▸ **ABOUT THIS TASK**: All of the entries need to be repeated exactly. Leave nothing out.

▸ **INPUT MATERIAL**:
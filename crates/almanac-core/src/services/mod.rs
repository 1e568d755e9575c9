//! Application services composing the ports.

mod geo_resolver;
mod weather_resolver;

pub use geo_resolver::GeoResolver;
pub use weather_resolver::WeatherResolver;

▸ **REPLY**:
filename crates/almanac-core/src/services/mod.rs
repository 1e568d755e9575c9
//! Application services composing the ports.

mod geo_resolver;
mod weather_resolver;

pub use geo_resolver::GeoResolver;
pub use weather_resolver::WeatherResolver;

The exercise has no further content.